= Japan Chess Association =

The Japan Chess Association (日本チェス協会 Nihon Chesu Kyōkai, JCA) was the governing chess organization in Japan and was affiliated to FIDE. However, having never been registered as a non-profit organization or any other kind of juridical entity in Japan, it is considered a personal business of its representative. In order to participate in the 2006 and 2010 Asian Games chess competitions, it temporarily joined the Japanese Olympic Committee as an associate member but later withdrew. Similarly, it joined the Japan Anti-Doping Agency (JADA) but later withdrew.

Since the passing of former president Yasuji Matsumoto in January 2003, the post of president was vacant. JCA had no vice-president, board of directors, or auditors. Miyoko Watai was the self-appointed "acting president", although in principle that title could not be used officially since the previous president's terms of office had long since expired.

As described further below, JCA was repeatedly criticized due to the lack of financial transparency,
as well as behaviour contradicting the regulations of the parent federation, FIDE.

In January 2019, the National Chess Society of Japan replaced JCA as the governing chess organization in Japan. In 2023, NCS Japan changed its name to Japan Chess Federation. The new national organisation has a board, has published accounts, and published lists of members.

== History and overview ==
- History：
  - Established in 1967 as the Japan Tournament Chess Association (日本トーナメントチェス協会 Nihon Tōnamento Chesu Kyokai).
  - In October 1968 it became the 75th member of FIDE, and was then renamed Japan Chess Association. The first president was Akira Komatsu.
  - In 1972 Komatsu resigned from presidency.
  - Yasuji Matsumoto became acting president in 1974, and president in 1977.
  - In January 2003, Matsumoto suddenly died. Following JCA regulations, general secretary Miyoko Watai became acting president for the remaining term.
  - In January 2007 four years had lapsed since the passing of Matsumoto, but Watai has remained as self-styled "acting president" until today.
- Headquarters location: Nishi-Kamata 7-7-7-504, Ota Ward, Tokyo.
- Chess Centre: a chess club and store run by JCA for many years in a studio apartment in Ikegami, Ota Ward. It closed down in January 2018.
- JCA publishes a newsletter for members, Chesu Tsushin (チェス通信).
- Number of members: unknown. Detailed numbers were never published.
- World ranking: 93rd (as of November 2018).
- It has participated in the biennial Chess Olympiad since its accession to FIDE. In 2010 it took the 96th place, in 2012 the 123rd place (its lowest in history), in 2014 the 73rd place, and in 2016 the 68th place. Initially it was also represented in the qualifiers for the individual World Chess Championship, but participation frequency declined and since 2009 no player from Japan has competed in those qualifiers. Besides FIDE events, it has also sent players to events such as the World Mind Sports Games (WMSG).
- Despite being a FIDE member for over 50 years, as of 2018 JCA is still eligible to support from FIDE's Development Commission (DEV), being rated Level 3 along with primarily developing countries.

== Main events ==
Items in bold indicate FIDE-rated events.

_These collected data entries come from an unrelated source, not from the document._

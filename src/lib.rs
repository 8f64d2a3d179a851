pub mod adapters;
pub mod app;
pub mod config;
pub mod core;
pub mod domain;
pub mod utils;

#[cfg(feature = "cli")]
pub use config::CliConfig;

pub use adapters::{FileQuoteSink, LocalStorage, RestBackend};
pub use config::{QuoteRequestFile, SinkKind, TomlConfig};
pub use crate::core::{session::Session, storefront::Storefront};
pub use utils::error::{QuoteError, Result};
use crate::core::cart::CartStore;
use std::fmt::Write;

pub const EMPTY_TITLE: &str = "Nothing here yet!";
pub const EMPTY_HINT: &str = "Add some services and let's make magic happen";
pub const NOTES_PLACEHOLDER: &str = "Tell us what you're dreaming up for this service...";
pub const CHECKOUT_LABEL: &str = "Let's Talk Business!";
pub const PRICING_HINT: &str = "We'll cook up custom pricing just for you";

/// `ai_automation` -> `AI AUTOMATION`. Only the first underscore is replaced.
pub fn category_label(category: &str) -> String {
    category.replacen('_', " ", 1).to_uppercase()
}

pub fn summary_line(count: usize) -> String {
    let noun = if count == 1 {
        "awesome service"
    } else {
        "awesome services"
    };
    format!("{} {} ready to rock", count, noun)
}

/// 購物車抽屜的文字版
pub fn render(cart: &CartStore) -> String {
    let mut out = String::new();
    let count = cart.cart_count();

    if count > 0 {
        let _ = writeln!(out, "Your Wishlist ({})", count);
    } else {
        let _ = writeln!(out, "Your Wishlist");
    }
    let _ = writeln!(out, "{}", "-".repeat(40));

    if cart.is_empty() {
        let _ = writeln!(out, "{}", EMPTY_TITLE);
        let _ = writeln!(out, "{}", EMPTY_HINT);
        return out;
    }

    for (index, item) in cart.items().iter().enumerate() {
        let _ = writeln!(out, "{}. {}", index + 1, item.service.name);
        let _ = writeln!(out, "   {}", category_label(&item.service.category));
        let _ = writeln!(out, "   id: {}", item.id);
        if item.notes.is_empty() {
            let _ = writeln!(out, "   notes: ({})", NOTES_PLACEHOLDER);
        } else {
            let _ = writeln!(out, "   notes: {}", item.notes);
        }
    }

    let _ = writeln!(out, "{}", "-".repeat(40));
    let _ = writeln!(out, "{}", summary_line(count));
    let _ = writeln!(out, "[checkout] {}", CHECKOUT_LABEL);
    let _ = writeln!(out, "{}", PRICING_HINT);
    out
}
use crate::config::request::QuoteRequestFile;
use crate::core::session::Session;
use crate::core::storefront::Storefront;
use crate::domain::model::QuoteRequest;
use crate::domain::ports::{ContentProvider, QuoteSink};
use crate::utils::error::{QuoteError, Result};
use crate::utils::validation::Validate;

#[derive(Debug, Clone)]
pub enum BatchOutcome {
    DryRun(QuoteRequest),
    Submitted(String),
}

/// 從請求檔建立購物車，然後走完 cart -> checkout -> submit。
pub async fn run_quote<P, K>(
    storefront: &Storefront<P>,
    sink: &K,
    request: QuoteRequestFile,
    dry_run: bool,
) -> Result<BatchOutcome>
where
    P: ContentProvider,
    K: QuoteSink + ?Sized,
{
    request.validate()?;
    let catalog = storefront.load_catalog().await;

    let mut session = Session::new();
    for wanted in &request.items {
        let Some(service) = catalog.find(&wanted.service_id) else {
            tracing::warn!("Service '{}' is not in the catalog, skipping", wanted.service_id);
            continue;
        };

        if !session.add_to_cart(service.clone()) {
            tracing::warn!("Service '{}' listed twice, keeping the first entry", wanted.service_id);
            continue;
        }

        if let Some(notes) = &wanted.notes {
            if let Some(item_id) = session.cart().items().last().map(|item| item.id) {
                session.update_cart_item_notes(item_id, notes.clone());
            }
        }
    }

    if session.cart().is_empty() {
        return Err(QuoteError::CheckoutError {
            message: "none of the requested services are available".to_string(),
        });
    }

    session.open_cart();
    if session.initiate_checkout().is_none() {
        return Err(QuoteError::CheckoutError {
            message: "could not start checkout".to_string(),
        });
    }

    if dry_run {
        tracing::info!("🔍 DRY RUN MODE - quote will not be submitted");
        return Ok(BatchOutcome::DryRun(session.prepare_quote(request.contact)?));
    }

    let reference = session.submit(request.contact, sink).await?;
    Ok(BatchOutcome::Submitted(reference))
}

- Japanese Chess Championship (May)
- Junior Championship, Senior Championship, Elementary School Championship (July)
- Japan League (August)
- Club Championship, Women's Championship (September)
- Japan Open (November)
- Collegiate Championship (December)

== Criticism ==

=== Lack of financial transparency ===

There were no elections after the death of former president Matsumoto. Since JCA was not a juridical person it was not subject to auditing, and it refused to disclose financial information to its members.

JCA regulations stated that "JCA shall entrust business involving financial risks to KK Japan Chess Association Business Division (JCAB)"
.
In addition, in order for members to participate in the administration, it was necessary first to form a regional club federation and then appoint a representative to a board meeting. However, members of the board meeting are required to keep a confidentiality agreement

and therefore regular members cannot get hold of any financial information concerning JCA.

JCA resold a variety of chess products. Although JCA claimed to offer “special prices for members” as one of the perks of membership, almost all products are offered at above market rates, with some products costing up to double the price charged elsewhere. In addition, the only books in the "Recommended for Beginners" section are two books authored by Miyoko Watai.

=== Problems concerning statutes and regulations ===
The FIDE Laws of chess, article 8.3 states that "the scoresheets are the property of the organiser of the competition", implying the paper used to score the game is property of the organiser. In JCA's Japanese translation, however, that article is translated as "the scoresheets, as well as its recorded contents, are the property of the organiser of the competition" (bold added for emphasis). This goes against the chess tradition of considering chess scores as public domain once published.

In case a member publishes an opinion or proposal concerning JCA using the internet, that in itself is considered grounds for automatically rejecting the proposal. In addition, such a member can be subject to penalties.

JCA requires players competing in international events to cover the expenses of JCA's so-called "officers".

=== Recent administration ===

In 2013, major organization mishaps occurred in the Japan Championship, in the Women's Championship and in the Japan League.